PROBLEM TO WORK ON.
For the data below, report how many lines include the word "handle", and write nothing else.

Stored records.
use chrono::{DateTime, NaiveDate, Utc};
use serde::{Deserialize, Serialize};

use salonbook_core::error::optional_text;
use salonbook_core::patch::nullable;
use salonbook_core::{DomainError, DomainResult, Entity, Owned, OwnerId, RecordId, Versioned};

#[derive(Debug, Clone, Copy, PartialEq, Eq, Serialize, Deserialize)]
#[serde(rename_all = "lowercase")]
pub enum AttendanceStatus {
    Present,
    Late,
    Absent,
    Leave,
}

impl AttendanceStatus {
    /// Whether the day counts as worked for payroll.
    pub fn is_worked(self) -> bool {
        matches!(self, AttendanceStatus::Present | AttendanceStatus::Late)
    }
}

/// One staff member's attendance for one calendar day.
///
/// At most one record exists per `(owner, staff_id, date)`.
#[derive(Debug, Clone, PartialEq, Eq, Serialize, Deserialize)]
pub struct AttendanceRecord {
    pub id: RecordId,
    pub owner_id: OwnerId,
    #[serde(default)]
    pub version: u64,
    pub staff_id: RecordId,
    pub date: NaiveDate,
    pub status: AttendanceStatus,
    pub check_in: Option<DateTime<Utc>>,
    pub check_out: Option<DateTime<Utc>>,
    pub note: Option<String>,
    pub created_at: DateTime<Utc>,
    pub updated_at: DateTime<Utc>,
}

#[derive(Debug, Clone, Deserialize)]
pub struct AttendanceDraft {
    pub staff_id: RecordId,
    pub date: NaiveDate,
    pub status: AttendanceStatus,
    pub check_in: Option<DateTime<Utc>>,
    pub check_out: Option<DateTime<Utc>>,
    pub note: Option<String>,
}

/// Partial update. `null` clears `check_in`/`check_out`, which is how a
/// clocked-in day becomes absent or leave.
#[derive(Debug, Clone, Default, Deserialize)]
pub struct AttendancePatch {
    pub status: Option<AttendanceStatus>,
    #[serde(default, deserialize_with = "nullable")]
    pub check_in: Option<Option<DateTime<Utc>>>,
    #[serde(default, deserialize_with = "nullable")]
    pub check_out: Option<Option<DateTime<Utc>>>,
    pub note: Option<String>,
}

impl AttendanceRecord {
    pub fn create(owner_id: OwnerId, draft: AttendanceDraft, now: DateTime<Utc>) -> DomainResult<Self> {
        let record = Self {
            id: RecordId::new(),
            owner_id,
            version: 0,
            staff_id: draft.staff_id,
            date: draft.date,
            status: draft.status,
            check_in: draft.check_in,
            check_out: draft.check_out,
            note: optional_text(draft.note),
            created_at: now,
            updated_at: now,
        };
        record.validate()?;
        Ok(record)
    }

    /// Clock in at `at`; the record's date is `at`'s UTC date.
    pub fn check_in(owner_id: OwnerId, staff_id: RecordId, status: AttendanceStatus, at: DateTime<Utc>) -> DomainResult<Self> {
        if !status.is_worked() {
            return Err(DomainError::validation("check-in status must be present or late"));
        }
        Self::create(
            owner_id,
            AttendanceDraft {
                staff_id,
                date: at.date_naive(),
                status,
                check_in: Some(at),
                check_out: None,
                note: None,
            },
            at,
        )
    }

    pub fn check_out(&mut self, at: DateTime<Utc>) -> DomainResult<()> {
        if self.check_in.is_none() {
            return Err(DomainError::invariant("cannot check out without a check-in"));
        }
        if self.check_out.is_some() {
            return Err(DomainError::conflict("already checked out"));
        }
        let mut next = self.clone();
        next.check_out = Some(at);
        next.validate()?;
        next.updated_at = at;
        *self = next;
        Ok(())
    }

    pub fn apply_patch(&mut self, patch: AttendancePatch, now: DateTime<Utc>) -> DomainResult<()> {
        let mut next = self.clone();
        if let Some(s) = patch.status {
            next.status = s;
        }
        if let Some(t) = patch.check_in {
            next.check_in = t;
        }
        if let Some(t) = patch.check_out {
            next.check_out = t;
        }
        if let Some(n) = patch.note {
            next.note = optional_text(Some(n));
        }
        next.validate()?;
        next.updated_at = now;
        *self = next;
        Ok(())
    }

    /// Minutes between check-in and check-out; zero while still clocked in.
    pub fn worked_minutes(&self) -> i64 {
        match (self.check_in, self.check_out) {
            (Some(i), Some(o)) => (o - i).num_minutes().max(0),
            _ => 0,
        }
    }

    fn validate(&self) -> DomainResult<()> {
        if !self.status.is_worked() && (self.check_in.is_some() || self.check_out.is_some()) {
            return Err(DomainError::validation("absent/leave days cannot have check-in or check-out times"));
        }
        if self.check_out.is_some() && self.check_in.is_none() {
            return Err(DomainError::validation("check_out requires check_in"));
        }
        if let (Some(i), Some(o)) = (self.check_in, self.check_out) {
            if o <= i {
                return Err(DomainError::validation("check_out must be after check_in"));
            }
        }
        Ok(())
    }
}

impl Entity for AttendanceRecord {
    type Id = RecordId;

    fn id(&self) -> &Self::Id {
        &self.id
    }
}

impl Owned for AttendanceRecord {
    fn owner_id(&self) -> OwnerId {
        self.owner_id
    }
}

impl Versioned for AttendanceRecord {
    fn version(&self) -> u64 {
        self.version
    }

    fn set_version(&mut self, version: u64) {
        self.version = version;
    }
}
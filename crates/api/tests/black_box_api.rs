use std::sync::Arc;

use chrono::{Duration as ChronoDuration, Utc};
use jsonwebtoken::{Algorithm, EncodingKey, Header};
use reqwest::StatusCode;
use serde_json::{Value, json};

use salonbook_api::app::{AppServices, build_app};
use salonbook_auth::{JwtClaims, PrincipalId, Role};
use salonbook_core::OwnerId;
use salonbook_infra::{AppConfig, Stores};

const JWT_SECRET: &str = "test-secret";

struct TestServer {
    base_url: String,
    client: reqwest::Client,
    handle: tokio::task::JoinHandle<()>,
}

impl TestServer {
    async fn spawn() -> Self {
        // Same router as prod on in-memory stores, bound to an ephemeral port.
        let mut config = AppConfig::in_memory();
        config.jwt_secret = JWT_SECRET.to_string();
        let services = Arc::new(AppServices::new(&config, Stores::in_memory()));
        let app = build_app(services);

        let listener = tokio::net::TcpListener::bind("127.0.0.1:0")
            .await
            .expect("failed to bind ephemeral port");
        let addr = listener.local_addr().unwrap();
        let base_url = format!("http://{}", addr);

        let handle = tokio::spawn(async move {
            axum::serve(listener, app).await.unwrap();
        });

        Self {
            base_url,
            client: reqwest::Client::new(),
            handle,
        }
    }

    fn url(&self, path: &str) -> String {
        format!("{}{}", self.base_url, path)
    }

    async fn get(&self, token: &str, path: &str) -> (StatusCode, Value) {
        let res = self.client.get(self.url(path)).bearer_auth(token).send().await.unwrap();
        read(res).await
    }

    async fn send(&self, method: reqwest::Method, token: &str, path: &str, body: Value) -> (StatusCode, Value) {
        let res = self
            .client
            .request(method, self.url(path))
            .bearer_auth(token)
            .json(&body)
            .send()
            .await
            .unwrap();
        read(res).await
    }

    async fn post(&self, token: &str, path: &str, body: Value) -> (StatusCode, Value) {
        self.send(reqwest::Method::POST, token, path, body).await
    }

    async fn patch(&self, token: &str, path: &str, body: Value) -> (StatusCode, Value) {
        self.send(reqwest::Method::PATCH, token, path, body).await
    }

    async fn delete(&self, token: &str, path: &str) -> StatusCode {
        self.client
            .delete(self.url(path))
            .bearer_auth(token)
            .send()
            .await
            .unwrap()
            .status()
    }

    /// POST with a raw body, for requests that are not well-formed JSON.
    async fn post_raw(&self, token: &str, path: &str, body: &'static str) -> (StatusCode, Value) {
        let res = self
            .client
            .post(self.url(path))
            .bearer_auth(token)
            .header(reqwest::header::CONTENT_TYPE, "application/json")
            .body(body)
            .send()
            .await
            .unwrap();
        read(res).await
    }

    /// POST that must succeed with 201; returns the created record.
    async fn create(&self, token: &str, path: &str, body: Value) -> Value {
        let (status, body) = self.post(token, path, body).await;
        assert_eq!(status, StatusCode::CREATED, "POST {path} failed: {body}");
        body
    }
}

REPLY TO THE EXERCISE.
3